The Board supports the proposal in the new UK Corporate Governance Code for
Directors of FTSE 350 companies to be subject to annual re-election. The Board
has therefore decided to introduce such annual re-election at this year's AGM,
a year ahead of the proposed schedule. As detailed in the biographies in the
Annual Report the Directors have a wide range of appropriate skills and
experience to make up a balanced Board for your Company. With the exception of
Simon Fraser, all other Directors are totally independent.
The Board has considered the proposal for the re-election of all of the
Directors and recommends to shareholders that they vote in favour of the
proposals.
CONTINUATION VOTE
In accordance with the Articles of Association of the Company, an ordinary
resolution that the Company continue as an investment trust for a further two
years was passed at the 2009 Annual General Meeting. A further continuation
vote will take place at this year's Annual General Meeting. The Company's
performance record has been excellent since launch with a NAV increase of
1447.3% compared to an increase in the benchmark Index of 474.5%. During the
past 12 months the Company's NAV has outperformed the Index by 2% and is also
ahead of the Index over 3, 5 and 10 years. Therefore your Board recommends that
shareholders vote in favour of the continuation vote. A further continuation
vote will take place at the Annual General Meeting in 2013.
ANNUAL GENERAL MEETING
The Annual General Meeting of the Company is due to take place on 18 May 2011
at midday at Fidelity's offices at 25 Cannon Street. Full details of the
meeting are given in the Annual Report and I look forward to talking with as
many shareholders as possible at this occasion.
CONCLUSION
Investment markets will have to contend with a wide range of complex factors in
2011, not least, now, political unrest in the Middle East and North Africa and
increasing inflationary pressures, induced largely by rising commodity prices.
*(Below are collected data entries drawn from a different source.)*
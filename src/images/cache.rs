use lru::LruCache;
use std::num::NonZeroUsize;
use std::sync::{Arc, Mutex, MutexGuard};

use crate::fetch::Image;

/// Default number of images kept in memory.
pub const DEFAULT_IMAGE_CACHE_CAPACITY: usize = 200;

/// Bounded in-memory image store with least-recently-used eviction.
///
/// Keys are the image reference exactly as it appears in the item's HTML,
/// before any URL resolution.
pub struct ImageCache {
    entries: LruCache<String, Image>,
}

impl ImageCache {
    /// Create a cache holding at most `capacity` images. A capacity of zero
    /// is raised to one.
    pub fn new(capacity: usize) -> Self {
        let capacity = NonZeroUsize::new(capacity).unwrap_or(NonZeroUsize::MIN);
        Self {
            entries: LruCache::new(capacity),
        }
    }

    /// Insert or replace an image, marking it most recently used.
    ///
    /// Inserting a new key into a full cache evicts the least recently used
    /// entry first. Empty images are ignored.
    pub fn put(&mut self, key: impl Into<String>, image: Image) {
        if image.is_empty() {
            return;
        }
        self.entries.put(key.into(), image);
    }

    /// Check presence without touching recency.
    pub fn contains(&self, key: &str) -> bool {
        self.entries.contains(key)
    }

    /// Look up an image, marking it most recently used.
    pub fn get(&mut self, key: &str) -> Option<Image> {
        self.entries.get(key).cloned()
    }

    pub fn len(&self) -> usize {
        self.entries.len()
    }

    pub fn is_empty(&self) -> bool {
        self.entries.is_empty()
    }

    pub fn capacity(&self) -> usize {
        self.entries.cap().get()
    }
}

impl Default for ImageCache {
    fn default() -> Self {
        Self::new(DEFAULT_IMAGE_CACHE_CAPACITY)
    }
}

/// Handle to an [`ImageCache`] shared between the prefetch actor (the only
/// writer) and readers such as a renderer.
///
/// A panic while the lock is held does not make the cache unusable: the
/// poisoned guard is recovered and the cache keeps serving.
#[derive(Clone)]
pub struct SharedImageCache {
    inner: Arc<Mutex<ImageCache>>,
}

impl SharedImageCache {
    pub fn new(capacity: usize) -> Self {
        Self {
            inner: Arc::new(Mutex::new(ImageCache::new(capacity))),
        }
    }

    fn lock(&self) -> MutexGuard<'_, ImageCache> {
        self.inner
            .lock()
            .unwrap_or_else(|poisoned| poisoned.into_inner())
    }

    pub fn put(&self, key: impl Into<String>, image: Image) {
        self.lock().put(key, image);
    }

    pub fn contains(&self, key: &str) -> bool {
        self.lock().contains(key)
    }

    pub fn get(&self, key: &str) -> Option<Image> {
        self.lock().get(key)
    }

    pub fn len(&self) -> usize {
        self.lock().len()
    }

    pub fn is_empty(&self) -> bool {
        self.lock().is_empty()
    }

    pub fn capacity(&self) -> usize {
        self.lock().capacity()
    }
}

impl Default for SharedImageCache {
    fn default() -> Self {
        Self::new(DEFAULT_IMAGE_CACHE_CAPACITY)
    }
}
In addition, peripheral eurozone economies will most likely face growth
headwinds in the coming year, due to austerity measures introduced by their
governments. However, the more stable core eurozone economies, including
Germany, continue to benefit from the global recovery and are even now seeing
signs of improving domestic confidence. With global economic growth forecasts
remaining positive and, we hope, the political will to tackle the sovereign
debt issues in Europe, the future looks reasonably bright for continental
European equities. Equity valuations in the region continue to be attractive
and companies are in a more robust financial position than a year ago, giving
rise to good stock picking opportunities.
Humphrey van der Klugt
Chairman
7 March 2011
Manager's Review
FIL Investments International
The Company is managed by FIL Investments International (which is authorised
and regulated by the Financial Services Authority). FIL Investments
International is part of the FIL Limited group which, as at 31 December 2010,
had total assets under management exceeding £160 billion.
Sam Morse
is a portfolio manager with FIL Investment Services (UK) Limited based in
London. During the year, we announced that Sam would take over the management
of the portfolio with effect from 1 January 2011 replacing Sudipto Banerji. Sam
has more than 20 years' investment experience. He also manages the Fidelity
European Fund.
PERFORMANCE REVIEW
As shown in the Summary of Results in the annual report, the NAV per share of
Fidelity European Values PLC increased by 7.1% in the year to 31 December 2010,
outperforming the FTSE World Europe (ex UK) Index, which rose by 5.1%. (All
performance figures are quoted on a total return basis and in sterling).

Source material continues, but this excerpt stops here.